** DATASET RECORDS follows **

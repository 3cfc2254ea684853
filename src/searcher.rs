use std::fmt;
use std::sync::{Arc, RwLock};

use serde::de::DeserializeOwned;
use serde::Deserialize;

use crate::error::SearchError;
use crate::executor::{SearchExecutor, WebSearchExecutor};
use crate::option::{ResolvedSearchOption, SearchOption};
use crate::pagination::{PaginationUpdate, SearcherPagination};

/// Parsed body of a listing response.
#[derive(Debug, Clone, Deserialize)]
#[serde(bound(deserialize = "T: serde::Deserialize<'de>"))]
pub struct SearcherResponse<T> {
    #[serde(default)]
    pub result: Vec<T>,
    #[serde(default)]
    pub count: u64,
    #[serde(default)]
    pub msg: Option<String>,
}

impl<T> Default for SearcherResponse<T> {
    fn default() -> Self {
        Self {
            result: Vec::new(),
            count: 0,
            msg: None,
        }
    }
}

/// Result bundle of a completed search; owned by the caller afterwards.
#[derive(Debug, Clone)]
pub struct SearcherResolves<T> {
    pub response: SearcherResponse<T>,
    /// Raw transport body, untouched. `None` when the executor drops it.
    pub raw: Option<serde_json::Value>,
}

/// Callback fired by a conforming executor after a successful search.
pub type SuccessHook<T, C> =
    Arc<dyn Fn(&SearcherResolves<T>, &DjolarSearcher<T, C>) + Send + Sync>;

/// Callback fired by a conforming executor before a failure is propagated.
pub type FailHook<T, C> = Arc<dyn Fn(&SearchError, &DjolarSearcher<T, C>) + Send + Sync>;

/// A callback registered with [`DjolarSearcher::add_hook`].
pub enum Hook<T, C> {
    Success(SuccessHook<T, C>),
    Fail(FailHook<T, C>),
}

impl<T, C> Hook<T, C> {
    pub fn on_success(
        f: impl Fn(&SearcherResolves<T>, &DjolarSearcher<T, C>) + Send + Sync + 'static,
    ) -> Self {
        Self::Success(Arc::new(f))
    }

    pub fn on_fail(
        f: impl Fn(&SearchError, &DjolarSearcher<T, C>) + Send + Sync + 'static,
    ) -> Self {
        Self::Fail(Arc::new(f))
    }
}

/// Initial or incremental searcher configuration, applied by
/// [`DjolarSearcher::configure`].
pub struct SearcherConfig<T, C> {
    pub pagination: Option<PaginationUpdate>,
    pub baseline: Option<SearchOption<T>>,
    pub executor: Option<Arc<dyn SearchExecutor<T, C>>>,
}

impl<T, C> SearcherConfig<T, C> {
    pub fn new() -> Self {
        Self::default()
    }

    pub fn pagination(mut self, update: PaginationUpdate) -> Self {
        self.pagination = Some(update);
        self
    }

    pub fn baseline(mut self, baseline: SearchOption<T>) -> Self {
        self.baseline = Some(baseline);
        self
    }

    pub fn executor(mut self, executor: Arc<dyn SearchExecutor<T, C>>) -> Self {
        self.executor = Some(executor);
        self
    }
}

impl<T, C> Default for SearcherConfig<T, C> {
    fn default() -> Self {
        Self {
            pagination: None,
            baseline: None,
            executor: None,
        }
    }
}

struct Hooks<T, C> {
    on_success: Vec<SuccessHook<T, C>>,
    on_fail: Vec<FailHook<T, C>>,
}

impl<T, C> Default for Hooks<T, C> {
    fn default() -> Self {
        Self {
            on_success: Vec::new(),
            on_fail: Vec::new(),
        }
    }
}

/// Stateful orchestrator for paginated, filterable listing searches.
///
/// Owns the pagination state, the baseline [`SearchOption`] that supplies
/// per-call defaults, the active [`SearchExecutor`], and the success/failure
/// hook registries. `T` is the row type, `C` the transport handle passed to
/// the executor (a [`reqwest::Client`] for the default web executor).
///
/// All configuration methods take `&self` and return `&Self`, so a shared
/// (`Arc`) searcher supports the chained configuration style. Concurrently
/// issued searches each read the state present at their own invocation time;
/// whichever resolves last performs the final pagination write. Callers that
/// need strict ordering must sequence their calls.
pub struct DjolarSearcher<T, C = reqwest::Client> {
    pagination: RwLock<SearcherPagination>,
    baseline: RwLock<SearchOption<T>>,
    executor: RwLock<Arc<dyn SearchExecutor<T, C>>>,
    hooks: RwLock<Hooks<T, C>>,
}

impl<T, C> DjolarSearcher<T, C> {
    /// Create a searcher driven by the given executor.
    pub fn with_executor(executor: Arc<dyn SearchExecutor<T, C>>) -> Self {
        Self {
            pagination: RwLock::new(SearcherPagination::default()),
            baseline: RwLock::new(SearchOption::default()),
            executor: RwLock::new(executor),
            hooks: RwLock::new(Hooks::default()),
        }
    }

    /// Apply a partial configuration: pagination fields overlay the current
    /// state, baseline fields replace their counterparts wholesale, and the
    /// executor is swapped when one is supplied. A no-op for an empty config.
    pub fn configure(&self, config: SearcherConfig<T, C>) -> &Self {
        if let Some(update) = config.pagination {
            self.pagination.write().unwrap().overlay(&update);
        }
        if let Some(baseline) = config.baseline {
            self.baseline.write().unwrap().overlay(baseline);
        }
        if let Some(executor) = config.executor {
            *self.executor.write().unwrap() = executor;
        }
        self
    }

    /// Start a fresh query context: page back to 1 and the row count cleared,
    /// with any caller-supplied fields applied on top.
    pub fn reset_pagination(&self, overrides: Option<PaginationUpdate>) -> &Self {
        self.configure(SearcherConfig::new().pagination(PaginationUpdate::reset(overrides)))
    }

    /// Invoke an adapter callback with this searcher, letting it bundle
    /// cross-cutting `configure`/`add_hook` calls.
    pub fn install_adapter(&self, adapter: impl FnOnce(&Self)) -> &Self {
        adapter(self);
        self
    }

    /// Append a hook to its registry. Registries are append-only and preserve
    /// registration order; a conforming executor fires them in that order.
    pub fn add_hook(&self, hook: Hook<T, C>) -> &Self {
        let mut hooks = self.hooks.write().unwrap();
        match hook {
            Hook::Success(hook) => hooks.on_success.push(hook),
            Hook::Fail(hook) => hooks.on_fail.push(hook),
        }
        self
    }

    /// Snapshot of the current pagination state.
    pub fn pagination(&self) -> SearcherPagination {
        self.pagination.read().unwrap().clone()
    }

    /// Snapshot of the current baseline option.
    pub fn baseline(&self) -> SearchOption<T> {
        self.baseline.read().unwrap().clone()
    }

    /// Merge a per-call option against the baseline and current pagination.
    pub fn resolve_option(&self, option: SearchOption<T>) -> ResolvedSearchOption<T> {
        let baseline = self.baseline.read().unwrap();
        let pagination = self.pagination.read().unwrap();
        option.resolve(&baseline, &pagination)
    }

    /// Invoke every registered success hook in registration order.
    ///
    /// Part of the executor calling convention; the search path itself never
    /// calls this.
    pub fn notify_success(&self, resolves: &SearcherResolves<T>) {
        let hooks: Vec<SuccessHook<T, C>> = self.hooks.read().unwrap().on_success.clone();
        for hook in hooks {
            hook(resolves, self);
        }
    }

    /// Invoke every registered failure hook in registration order.
    pub fn notify_fail(&self, err: &SearchError) {
        let hooks: Vec<FailHook<T, C>> = self.hooks.read().unwrap().on_fail.clone();
        for hook in hooks {
            hook(err, self);
        }
    }

    /// Resolve the option and delegate to the active executor without
    /// touching persisted pagination. Executor failures propagate unchanged.
    pub async fn search_only(
        &self,
        transport: &C,
        option: SearchOption<T>,
    ) -> Result<SearcherResolves<T>, SearchError> {
        let resolved = self.resolve_option(option);

        tracing::debug!(
            list_url = %resolved.list_url,
            page = resolved.pagination.page,
            rows_per_page = resolved.pagination.rows_per_page,
            filter_count = resolved.filter.len(),
            "dispatching search"
        );

        let executor = self.executor.read().unwrap().clone();
        executor.execute(self, transport, resolved).await
    }

    /// [`search_only`](Self::search_only), plus the post-search pagination
    /// update on success: the per-call pagination override is merged into the
    /// persisted state, and a strictly positive `response.count` becomes the
    /// new `rows_number`. A failed search leaves all state untouched.
    pub async fn search_with_pagination(
        &self,
        transport: &C,
        option: SearchOption<T>,
    ) -> Result<SearcherResolves<T>, SearchError> {
        let overrides = option.pagination.clone();
        let resolves = self.search_only(transport, option).await?;

        {
            let mut pagination = self.pagination.write().unwrap();
            if let Some(overrides) = &overrides {
                pagination.overlay(overrides);
            }
            if resolves.response.count > 0 {
                pagination.rows_number = resolves.response.count;
            }

            tracing::debug!(
                page = pagination.page,
                rows_number = pagination.rows_number,
                "pagination updated after search"
            );
        }

        Ok(resolves)
    }
}

impl<T> DjolarSearcher<T>
where
    T: DeserializeOwned + Send + Sync + 'static,
{
    /// Create a searcher with default pagination, an empty baseline, and the
    /// default [`WebSearchExecutor`].
    pub fn new() -> Self {
        Self::with_executor(Arc::new(WebSearchExecutor::new()))
    }

    /// [`new`](Self::new), then apply an initial configuration.
    pub fn with_config(config: SearcherConfig<T, reqwest::Client>) -> Self {
        let searcher = Self::new();
        searcher.configure(config);
        searcher
    }
}

impl<T> Default for DjolarSearcher<T>
where
    T: DeserializeOwned + Send + Sync + 'static,
{
    fn default() -> Self {
        Self::new()
    }
}

impl<T, C> fmt::Debug for DjolarSearcher<T, C> {
    fn fmt(&self, f: &mut fmt::Formatter<'_>) -> fmt::Result {
        let hooks = self.hooks.read().unwrap();
        f.debug_struct("DjolarSearcher")
            .field("pagination", &*self.pagination.read().unwrap())
            .field("baseline", &*self.baseline.read().unwrap())
            .field("success_hooks", &hooks.on_success.len())
            .field("fail_hooks", &hooks.on_fail.len())
            .finish()
    }
}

** End of DATASET RECORDS **

REQUIRED WORK: Give back precisely the lines above that start at the line containing "pub fn notify_fail(&self, err: &SearchError)" and end at the line containing "let resolved = self.resolve_option(option);", inclusive. No other lines belong in the output.

RESULT OF THIS TASK:
    pub fn notify_fail(&self, err: &SearchError) {
        let hooks: Vec<FailHook<T, C>> = self.hooks.read().unwrap().on_fail.clone();
        for hook in hooks {
            hook(err, self);
        }
    }

    /// Resolve the option and delegate to the active executor without
    /// touching persisted pagination. Executor failures propagate unchanged.
    pub async fn search_only(
        &self,
        transport: &C,
        option: SearchOption<T>,
    ) -> Result<SearcherResolves<T>, SearchError> {
        let resolved = self.resolve_option(option);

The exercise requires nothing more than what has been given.